“Non mi hanno mai fatto sentire un caso da trattare ma sempre un uomo da sostenere.”

Flavio, 37 anni.
Tanto sport, tanti amici e una diagnosi errata.



*Nel rispetto delle persone che abbiamo assistito, raccontiamo le loro storie senza mostrare il loro vero volto e nome.

Flavio

Flavio ha 37 anni, una fidanzata storica e tanti amici. Il lavoro lo porta spesso fuori città ma, nel weekend, non c’è stanchezza che lo tenga fermo: gli sport sono la sua passione.

Un intervento eseguito con ritardo però lo ha costretto a fermarsi. Ecco la sua storia.


La storia


È sabato mattina e Flavio si sta preparando per uscire in bicicletta, quando un dolore violento alla gamba lo fa cadere a terra.
Da qualche giorno ha dei fastidi, ma quella scossa fortissima è tutta un’altra cosa. Flavio raggiunge a fatica il cellulare per chiamare Tania, la sua fidanzata. Il dolore è lancinante e fa paura.
Tania riesce a caricarlo in macchina per portarlo al pronto soccorso più vicino. Il viaggio è un incubo: Flavio si contorce sul sedile e, per resistere al dolore, tiene il cappuccio della felpa tra i denti.
In ospedale, Flavio viene subito ricoverato: ernia foramiale, così dice il referto. Ma anziché subire un intervento a Flavio vengono prescritti antidolorifici e ozonoterapia.
Passano 30 giorni, ma per Flavio il dolore non passa.
E così altri farmaci, altra terapia, ma nessun intervento.
Tornato in ospedale Flavio è furioso e fisicamente provato: i medici si decidono ad operarlo.
Subito dopo il risveglio Flavio accusa subito un fastidio alla coscia destra, ma nonostante questo, viene comunque rimandato a casa.
L’incubo sembra continuare.
Accorso di nuovo in ospedale, Flavio viene sottoposto ad una radiofrequenza per ridurre il dolore.
Il sollievo finalmente arriva ma sembra non voglia fermarsi per sempre. Flavio ha sviluppato un disturbo cronico discale: dovrà imparare a convivere col dolore.

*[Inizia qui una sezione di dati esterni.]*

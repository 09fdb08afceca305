use std::fmt;

use derive_more::{Display, Into};

#[derive(Debug, Clone, Copy, PartialEq, Eq, PartialOrd, Ord, Hash)]
pub enum TrainingType {
    FreeWeight,
    Machine,
    BodyWeight,
}

impl TrainingType {
    pub const ALL: [TrainingType; 3] = [
        TrainingType::FreeWeight,
        TrainingType::Machine,
        TrainingType::BodyWeight,
    ];

    /// Key of the history bucket in the stored document.
    #[must_use]
    pub fn key(self) -> &'static str {
        match self {
            TrainingType::FreeWeight => "freeWeight",
            TrainingType::Machine => "machine",
            TrainingType::BodyWeight => "bodyWeight",
        }
    }

    #[must_use]
    pub fn from_key(key: &str) -> Option<Self> {
        Self::ALL.into_iter().find(|t| t.key() == key)
    }

    #[must_use]
    pub fn label(self) -> &'static str {
        match self {
            TrainingType::FreeWeight => "Free Weight",
            TrainingType::Machine => "Machine",
            TrainingType::BodyWeight => "Body Weight",
        }
    }
}

impl TryFrom<&str> for TrainingType {
    type Error = TrainingTypeError;

    fn try_from(value: &str) -> Result<Self, Self::Error> {
        Self::ALL
            .into_iter()
            .find(|t| t.label() == value || t.key() == value)
            .ok_or_else(|| TrainingTypeError::Unknown(value.to_string()))
    }
}

impl fmt::Display for TrainingType {
    fn fmt(&self, f: &mut fmt::Formatter) -> fmt::Result {
        write!(f, "{}", self.label())
    }
}

#[derive(thiserror::Error, Debug, PartialEq)]
pub enum TrainingTypeError {
    #[error("Unknown training type \"{0}\"")]
    Unknown(String),
}

#[derive(Debug, Default, Display, Clone, Copy, Into, PartialEq, PartialOrd)]
pub struct Weight(f32);

impl Weight {
    pub fn new(value: f32) -> Result<Self, WeightError> {
        if !(0.0..1000.0).contains(&value) {
            return Err(WeightError::OutOfRange);
        }

        Ok(Self(value))
    }
}

impl TryFrom<&str> for Weight {
    type Error = WeightError;

    fn try_from(value: &str) -> Result<Self, Self::Error> {
        match value.replace(',', ".").trim().parse::<f32>() {
            Ok(parsed_value) => Weight::new(parsed_value),
            Err(_) => Err(WeightError::ParseError),
        }
    }
}

#[derive(thiserror::Error, Debug, PartialEq)]
pub enum WeightError {
    #[error("Weight must be in the range 0.0 to 999.9 kg")]
    OutOfRange,
    #[error("Weight must be a decimal")]
    ParseError,
}

#[derive(Debug, Default, Display, Clone, Copy, Into, PartialEq, Eq, PartialOrd, Ord)]
pub struct Reps(u32);

impl Reps {
    pub fn new(value: u32) -> Result<Self, RepsError> {
        if !(0..1000).contains(&value) {
            return Err(RepsError::OutOfRange);
        }

        Ok(Self(value))
    }
}

impl TryFrom<&str> for Reps {
    type Error = RepsError;

    fn try_from(value: &str) -> Result<Self, Self::Error> {
        match value.trim().parse::<u32>() {
            Ok(parsed_value) => Reps::new(parsed_value),
            Err(_) => Err(RepsError::ParseError),
        }
    }
}

#[derive(thiserror::Error, Debug, PartialEq)]
pub enum RepsError {
    #[error("Reps must be in the range 0 to 999")]
    OutOfRange,
    #[error("Reps must be an integer")]
    ParseError,
}

#[derive(Debug, Default, Display, Clone, Copy, Into, PartialEq, Eq, PartialOrd, Ord)]
pub struct Sets(u32);

impl Sets {
    pub fn new(value: u32) -> Result<Self, SetsError> {
        if !(0..1000).contains(&value) {
            return Err(SetsError::OutOfRange);
        }

        Ok(Self(value))
    }
}

impl TryFrom<&str> for Sets {
    type Error = SetsError;

    fn try_from(value: &str) -> Result<Self, Self::Error> {
        match value.trim().parse::<u32>() {
            Ok(parsed_value) => Sets::new(parsed_value),
            Err(_) => Err(SetsError::ParseError),
        }
    }
}

#[derive(thiserror::Error, Debug, PartialEq)]
pub enum SetsError {
    #[error("Sets must be in the range 0 to 999")]
    OutOfRange,
    #[error("Sets must be an integer")]
    ParseError,
}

L’incontro con la nostra Associazione


Incontriamo Flavio e Tania una mattina d’estate.
Lui inizia subito col dirci che l’anno scorso la sua abbronzatura era invidiabile, quest’anno al mare ancora non c’è stato: “Tra beach volley e kitesurf ero sempre sotto il sole. Dopo l’intervento, faccio cose diverse. Non mi hanno fermato del tutto ma oggi non raggiungo più la cima, guardo un panorama molto più basso e molto meno emozionante. Con il dolore devi imparare a conviverci per forza, non hai alternative. Ma con l’ingiustizia no. Quella vuoi combatterla con tutte le tue forze”.

Il risarcimento


Con Flavio e Tania abbiamo iniziato il percorso verso il risarcimento. Con grande determinazione da parte di tutti, sono state eseguite le perizie del caso e fornita la documentazione necessaria. Abbiamo rifiutato una prima proposta di indennizzo perché ritenuta incongrua alla quotidiana lotta con il dolore affrontata da Flavio. Dopo circa 14 mesi, la compagnia assicuratrice dell’ospedale ha provveduto a formalizzare il risarcimento richiesto.